Oleh: Wong Edan Bagu.
(PRTP)
Jakarta Rabu tgl 03 Sept 2014
Dosa sebingkah kata yang begitu menakutkan. Saking
besarnya rasa takut, tanpa disadari kita tak jarang terjebak pada dosa itu
sendiri. Kita membenci dosa, namun kita kerap terjaring dalam perbuatan dosa.
Makin takut pada dosa, dan fokus pada ketakutan itu, membuat orang makin
terjungkal. Seumpama orang yang berada di puncak ketinggian gunung, sembari
melihat jurang yang curam. Jika fokus perhatiannya pada jurang yang curam
tersebut, maka perhatiannya terdorong pada jurang, dan bisa jadi tanpa disadari
akan terjatuh ke kawah tersebut. Semua orang mendamba hidup tanpa dosa, tapi
kendati demikian manusia harusnya mengarahkan fokus pada penggapaian kebajikan.
Sehingga setiap saat, hanya menghimpun kebajikan yang turut menerangi jiwa.

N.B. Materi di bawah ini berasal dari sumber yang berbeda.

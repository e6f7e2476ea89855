use std::sync::{Arc, RwLock};

use chrono::Utc;
use tokio::sync::watch;
use tracing::warn;
use uuid::Uuid;

use crate::models::{AddShoppingItemRequest, Recipe, ShoppingItem};
use crate::storage::{CollectionStorage, FAVORITES_KEY, SHOPPING_LIST_KEY};

/// In-memory favorite set and shopping list, mirrored to durable storage.
///
/// Mutations update memory first, then write the mutated collection's full
/// contents to its own storage key. Writes are best-effort: a failure is
/// logged and the in-memory state stays authoritative for the rest of the
/// session. Each collection persists under its own key, so a failure writing
/// one never touches the other.
#[derive(Clone)]
pub struct RecipeStore {
    collections: Arc<RwLock<Collections>>,
    storage: CollectionStorage,
    revision: Arc<watch::Sender<u64>>,
}

#[derive(Default)]
struct Collections {
    favorites: Vec<Recipe>,
    shopping_list: Vec<ShoppingItem>,
}

impl RecipeStore {
    /// Load both collections from storage. A collection that fails to read
    /// or parse initializes empty without affecting the other; failure here
    /// is logged, never fatal.
    pub fn load(storage: CollectionStorage) -> Self {
        let favorites = storage.read::<Recipe>(FAVORITES_KEY).unwrap_or_else(|e| {
            warn!("Could not load favorites from storage: {e}");
            Vec::new()
        });
        let shopping_list = storage
            .read::<ShoppingItem>(SHOPPING_LIST_KEY)
            .unwrap_or_else(|e| {
                warn!("Could not load shopping list from storage: {e}");
                Vec::new()
            });

        let (revision, _) = watch::channel(0);
        Self {
            collections: Arc::new(RwLock::new(Collections {
                favorites,
                shopping_list,
            })),
            storage,
            revision: Arc::new(revision),
        }
    }

    /// Subscribe to change notifications. The channel carries a revision
    /// counter bumped on every successful mutation.
    pub fn subscribe(&self) -> watch::Receiver<u64> {
        self.revision.subscribe()
    }

    /// Snapshot of the favorite set in insertion order.
    pub fn favorites(&self) -> Vec<Recipe> {
        self.collections.read().unwrap().favorites.clone()
    }

    /// Snapshot of the shopping list in insertion order.
    pub fn shopping_list(&self) -> Vec<ShoppingItem> {
        self.collections.read().unwrap().shopping_list.clone()
    }

    /// True iff a favorite with this id exists.
    pub fn is_favorite(&self, id: i64) -> bool {
        self.collections
            .read()
            .unwrap()
            .favorites
            .iter()
            .any(|r| r.id == id)
    }

    /// Insert a recipe into the favorite set. Returns false if a recipe with
    /// the same id is already present; the set is then unchanged.
    pub fn add_favorite(&self, recipe: Recipe) -> bool {
        let mut collections = self.collections.write().unwrap();
        if collections.favorites.iter().any(|r| r.id == recipe.id) {
            return false;
        }
        collections.favorites.push(recipe);
        self.persist_favorites(&collections);
        self.bump();
        true
    }

    /// Remove the favorite with this id. Returns false if absent.
    pub fn remove_favorite(&self, id: i64) -> bool {
        let mut collections = self.collections.write().unwrap();
        let before = collections.favorites.len();
        collections.favorites.retain(|r| r.id != id);
        if collections.favorites.len() == before {
            return false;
        }
        self.persist_favorites(&collections);
        self.bump();
        true
    }

    /// Build a shopping item from the request and insert it unchecked with
    /// the current timestamp. Returns the item and whether it was created;
    /// a duplicate id leaves the list unchanged and returns the existing
    /// item.
    pub fn add_shopping_item(&self, request: AddShoppingItemRequest) -> (ShoppingItem, bool) {
        let AddShoppingItemRequest {
            id,
            recipe_id,
            ingredient_id,
            name,
            amount,
            unit,
            original,
            image,
        } = request;
        let id = id.unwrap_or_else(|| compose_item_id(recipe_id, ingredient_id));

        let mut collections = self.collections.write().unwrap();
        if let Some(existing) = collections.shopping_list.iter().find(|item| item.id == id) {
            return (existing.clone(), false);
        }

        let item = ShoppingItem {
            id,
            name: name.or_else(|| original.clone()).unwrap_or_default(),
            amount,
            unit,
            original,
            image,
            checked: false,
            added_on: Utc::now(),
        };
        collections.shopping_list.push(item.clone());
        self.persist_shopping_list(&collections);
        self.bump();
        (item, true)
    }

    /// Flip the checked flag of the matching item. Returns the updated item,
    /// or None if absent.
    pub fn toggle_shopping_item(&self, id: &str) -> Option<ShoppingItem> {
        let mut collections = self.collections.write().unwrap();
        let updated = {
            let item = collections
                .shopping_list
                .iter_mut()
                .find(|item| item.id == id)?;
            item.checked = !item.checked;
            item.clone()
        };
        self.persist_shopping_list(&collections);
        self.bump();
        Some(updated)
    }

    /// Remove the matching item. Returns false if absent.
    pub fn remove_shopping_item(&self, id: &str) -> bool {
        let mut collections = self.collections.write().unwrap();
        let before = collections.shopping_list.len();
        collections.shopping_list.retain(|item| item.id != id);
        if collections.shopping_list.len() == before {
            return false;
        }
        self.persist_shopping_list(&collections);
        self.bump();
        true
    }

    fn persist_favorites(&self, collections: &Collections) {
        if let Err(e) = self.storage.write(FAVORITES_KEY, &collections.favorites) {
            warn!("Failed to persist favorites: {e}");
        }
    }

    fn persist_shopping_list(&self, collections: &Collections) {
        if let Err(e) = self
            .storage
            .write(SHOPPING_LIST_KEY, &collections.shopping_list)
        {
            warn!("Failed to persist shopping list: {e}");
        }
    }

    fn bump(&self) {
        self.revision.send_modify(|rev| *rev += 1);
    }
}

/// Compose a shopping item id from the recipe and ingredient ids, falling
/// back to a random id when the ingredient id is unknown.
fn compose_item_id(recipe_id: Option<i64>, ingredient_id: Option<i64>) -> String {
    match (recipe_id, ingredient_id) {
        (Some(recipe), Some(ingredient)) => format!("{recipe}-{ingredient}"),
        (Some(recipe), None) => format!("{recipe}-{}", Uuid::new_v4()),
        _ => Uuid::new_v4().to_string(),
    }
}
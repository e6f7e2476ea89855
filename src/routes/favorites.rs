use axum::{
    extract::{Path, State},
    http::StatusCode,
    response::{IntoResponse, Response},
    Json,
};

use crate::models::{
    FavoriteStatusResponse, FavoritesResponse, MutateFavoritesResponse, Recipe,
};
use crate::state::AppState;

/// GET /api/favorites - Current favorite set in insertion order.
pub async fn list(State(state): State<AppState>) -> Json<FavoritesResponse> {
    Json(FavoritesResponse {
        favorites: state.store.favorites(),
    })
}

/// POST /api/favorites - Add a recipe to the favorite set.
/// A recipe whose id is already present leaves the set unchanged.
pub async fn create(State(state): State<AppState>, Json(recipe): Json<Recipe>) -> Response {
    if recipe.id <= 0 {
        return (StatusCode::BAD_REQUEST, "A positive recipe id is required").into_response();
    }

    let created = state.store.add_favorite(recipe);
    let status = if created {
        StatusCode::CREATED
    } else {
        StatusCode::OK
    };

    (
        status,
        Json(MutateFavoritesResponse {
            status: if created { "created" } else { "exists" },
            favorites: state.store.favorites(),
        }),
    )
        .into_response()
}

/// GET /api/favorites/{id} - Favorite membership query.
pub async fn membership(
    State(state): State<AppState>,
    Path(id): Path<i64>,
) -> Json<FavoriteStatusResponse> {
    Json(FavoriteStatusResponse {
        id,
        favorite: state.store.is_favorite(id),
    })
}

/// DELETE /api/favorites/{id} - Remove a recipe; an absent id is a no-op.
pub async fn remove(
    State(state): State<AppState>,
    Path(id): Path<i64>,
) -> Json<MutateFavoritesResponse> {
    let removed = state.store.remove_favorite(id);
    Json(MutateFavoritesResponse {
        status: if removed { "removed" } else { "missing" },
        favorites: state.store.favorites(),
    })
}
use axum::{
    extract::{Path, Query, State},
    Json,
};

use crate::error::ApiError;
use crate::models::{Recipe, SearchQuery, SearchResponse, SimilarResponse};
use crate::state::AppState;

/// GET /api/search - Search recipes through the configured data source.
pub async fn search(
    State(state): State<AppState>,
    Query(query): Query<SearchQuery>,
) -> Result<Json<SearchResponse>, ApiError> {
    let results = state.source.search(&query).await.map_err(|e| {
        tracing::error!("Recipe search failed: {}", e);
        e
    })?;
    Ok(Json(SearchResponse { results }))
}

/// GET /api/cuisines/{cuisine}/recipes - Cuisine-restricted search.
pub async fn search_cuisine(
    State(state): State<AppState>,
    Path(cuisine): Path<String>,
    Query(query): Query<SearchQuery>,
) -> Result<Json<SearchResponse>, ApiError> {
    let results = state
        .source
        .search_cuisine(&cuisine, &query)
        .await
        .map_err(|e| {
            tracing::error!("Cuisine search failed for {}: {}", cuisine, e);
            e
        })?;
    Ok(Json(SearchResponse { results }))
}

/// GET /api/recipes/{id} - Full recipe record.
pub async fn get_recipe(
    State(state): State<AppState>,
    Path(id): Path<i64>,
) -> Result<Json<Recipe>, ApiError> {
    let recipe = state.source.recipe(id).await.map_err(|e| {
        tracing::error!("Failed to fetch recipe {}: {}", id, e);
        e
    })?;
    Ok(Json(recipe))
}

/// GET /api/recipes/{id}/similar - Similar-recipe summaries.
pub async fn get_similar(
    State(state): State<AppState>,
    Path(id): Path<i64>,
) -> Result<Json<SimilarResponse>, ApiError> {
    let results = state.source.similar(id).await.map_err(|e| {
        tracing::error!("Failed to fetch similar recipes for {}: {}", id, e);
        e
    })?;
    Ok(Json(SimilarResponse { results }))
}
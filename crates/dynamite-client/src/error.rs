//! Client error types.
//!
//! [`DynamoDbError`] is what every operation returns. It separates failures
//! reported by the service ([`ServiceError`]) from failures that happened
//! before a service answer was available ([`ClientError`]).

use std::time::Duration;

use dynamite_auth::AuthError;
use dynamite_model::{ServiceError, ServiceErrorCode};

/// Result alias for client operations.
pub type Result<T, E = DynamoDbError> = std::result::Result<T, E>;

/// A failure on the client side of the wire.
#[derive(Debug, thiserror::Error)]
pub enum ClientError {
    /// The client configuration is unusable.
    #[error("invalid configuration: {0}")]
    InvalidConfig(String),

    /// No credentials could be resolved.
    #[error("missing credentials: {0}")]
    MissingCredentials(String),

    /// The request could not be signed.
    #[error("failed to sign request: {0}")]
    Signing(#[source] AuthError),

    /// The request never produced a response.
    #[error("transport error: {0}")]
    Transport(#[source] Box<dyn std::error::Error + Send + Sync>),

    /// No response within the configured request timeout.
    #[error("request timed out after {0:?}")]
    Timeout(Duration),

    /// The input could not be encoded as JSON.
    #[error("failed to serialize request: {0}")]
    Serialize(#[source] serde_json::Error),

    /// The response body did not match the expected output shape.
    #[error("failed to deserialize response: {0}")]
    Deserialize(#[source] serde_json::Error),

    /// The body checksum disagrees with `x-amz-crc32`.
    #[error("CRC32 mismatch: header {expected}, body {actual}")]
    Crc32Mismatch {
        /// Value of the `x-amz-crc32` header.
        expected: u32,
        /// Checksum computed over the received body.
        actual: u32,
    },

    /// The blocking client could not start its runtime.
    #[error("failed to start runtime: {0}")]
    Runtime(#[source] std::io::Error),
}

impl ClientError {
    /// Wrap any transport-level failure.
    pub fn transport(err: impl std::error::Error + Send + Sync + 'static) -> Self {
        Self::Transport(Box::new(err))
    }

    /// Transport failures, timeouts and corrupted bodies may succeed on retry.
    #[must_use]
    pub fn is_retryable(&self) -> bool {
        matches!(
            self,
            Self::Transport(_) | Self::Timeout(_) | Self::Crc32Mismatch { .. }
        )
    }
}

impl From<AuthError> for ClientError {
    fn from(err: AuthError) -> Self {
        match err {
            AuthError::MissingCredentials(reason) => Self::MissingCredentials(reason),
            other => Self::Signing(other),
        }
    }
}

/// Error returned by every DynamoDB operation.
#[derive(Debug, thiserror::Error)]
pub enum DynamoDbError {
    /// The service answered with an error.
    #[error(transparent)]
    Service(#[from] ServiceError),

    /// The client failed before a service answer was available.
    #[error(transparent)]
    Client(#[from] ClientError),
}

impl DynamoDbError {
    /// The service error code, if the service produced this error.
    #[must_use]
    pub fn code(&self) -> Option<&ServiceErrorCode> {
        match self {
            Self::Service(e) => Some(&e.code),
            Self::Client(_) => None,
        }
    }

    /// The service request id, if any.
    #[must_use]
    pub fn request_id(&self) -> Option<&str> {
        match self {
            Self::Service(e) => e.request_id.as_deref(),
            Self::Client(_) => None,
        }
    }

    /// Whether the service throttled the request.
    #[must_use]
    pub fn is_throttling(&self) -> bool {
        self.code().is_some_and(ServiceErrorCode::is_throttling)
    }

    /// Whether the same request may succeed if sent again.
    #[must_use]
    pub fn is_retryable(&self) -> bool {
        match self {
            Self::Service(e) => e.is_retryable(),
            Self::Client(e) => e.is_retryable(),
        }
    }
}

impl From<AuthError> for DynamoDbError {
    fn from(err: AuthError) -> Self {
        Self::Client(err.into())
    }
}

#[cfg(test)]
mod tests {
    use http::StatusCode;

    use super::*;

    #[test]
    fn test_should_expose_service_code() {
        let err: DynamoDbError = ServiceError::new(
            ServiceErrorCode::ResourceNotFoundException,
            "no table",
            StatusCode::BAD_REQUEST,
        )
        .into();
        assert_eq!(
            err.code(),
            Some(&ServiceErrorCode::ResourceNotFoundException)
        );
        assert!(!err.is_retryable());
        assert!(err.to_string().contains("no table"));
    }

    #[test]
    fn test_should_retry_throttling_and_transport_failures() {
        let throttled: DynamoDbError = ServiceError::new(
            ServiceErrorCode::ProvisionedThroughputExceededException,
            "slow down",
            StatusCode::BAD_REQUEST,
        )
        .into();
        assert!(throttled.is_throttling());
        assert!(throttled.is_retryable());

        let io = std::io::Error::new(std::io::ErrorKind::ConnectionReset, "reset");
        let transport: DynamoDbError = ClientError::transport(io).into();
        assert!(transport.is_retryable());
        assert_eq!(transport.code(), None);
    }

    #[test]
    fn test_should_not_retry_configuration_errors() {
        let err: DynamoDbError = ClientError::InvalidConfig("bad".to_owned()).into();
        assert!(!err.is_retryable());
    }

    #[test]
    fn test_should_map_missing_credentials_from_auth_error() {
        let err: ClientError = AuthError::MissingCredentials("none".to_owned()).into();
        assert!(matches!(err, ClientError::MissingCredentials(_)));
        let err: ClientError = AuthError::MissingHost.into();
        assert!(matches!(err, ClientError::Signing(_)));
    }
}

Kini, perlu kiranya kita memahami secara utuh, apa
hakikat dosa. Bagaimana agar dosa tidak sekadar menyetorkan derita, tetapi bisa
menjadi jalan menggapai kebahagiaan hakiki, bahkan bersua kekasih. Mungkinkah
orang bisa menemukan kebahagiaan lewat dosa?
Sepertinya sih dosa hanya produktif mengirimkan derita ke
ranah batin, dan dimaklumi akan selalu menyeret pelakunya ke ruang kegelapan,
kekacauan, dan kerusakan. Sebagaimana dimaklumi, dosa sama dengan kegelapan,
dan di setiap pojok kegelapan kita tidak akan bisa melihat kebenaran. Lain
halnya, ketika manusia dipenuhi pahala, niscaya bakal berkilauan, sehingga akan
selalu bersentuhan dengan kebajikan. Apakah benar dosa membuat orang terseret
dalam kegelapan?, dan pahala membikin
orang mudah menjaring cahaya? Apakah benar orang yang mengumpulkan pundi-pundi
pahala menggapai kebahagiaan?, dan orang yang berdosa selalu tersorong suasana
derita yang tak pernah memudar?... He he he . . . Edan Tenan
Bagi saya pribadi,,, dosa dan pahala adalah sebuah akibat
perbuatan. Sementara kita berusaha menggali sebabnya sebab, dan akibatnya
akibat. Ketika kita berusaha menjejaki medan dualitas, niscaya kita tak pernah
menggapai kedewasaan ruhani. Kedewasaan ruhani bukan diukur seberapa besar
pahala yang direngkuh, tetapi seberapa agung sikapnya di setiap momen peristiwa
dan kejadian yang hadir. Dari sudut kearifan, keagungan seseorang tidak diukur
kaya dan miskin secara materi, tetapi diukur dari keagungan dan kemuliaan dalam
bersikap. Memang, yang membuat orang namanya terus menjulang adalah sikap-sikap
agung yang ditampilkan dikala bertegursapa dengan peristiwa dan kejadian.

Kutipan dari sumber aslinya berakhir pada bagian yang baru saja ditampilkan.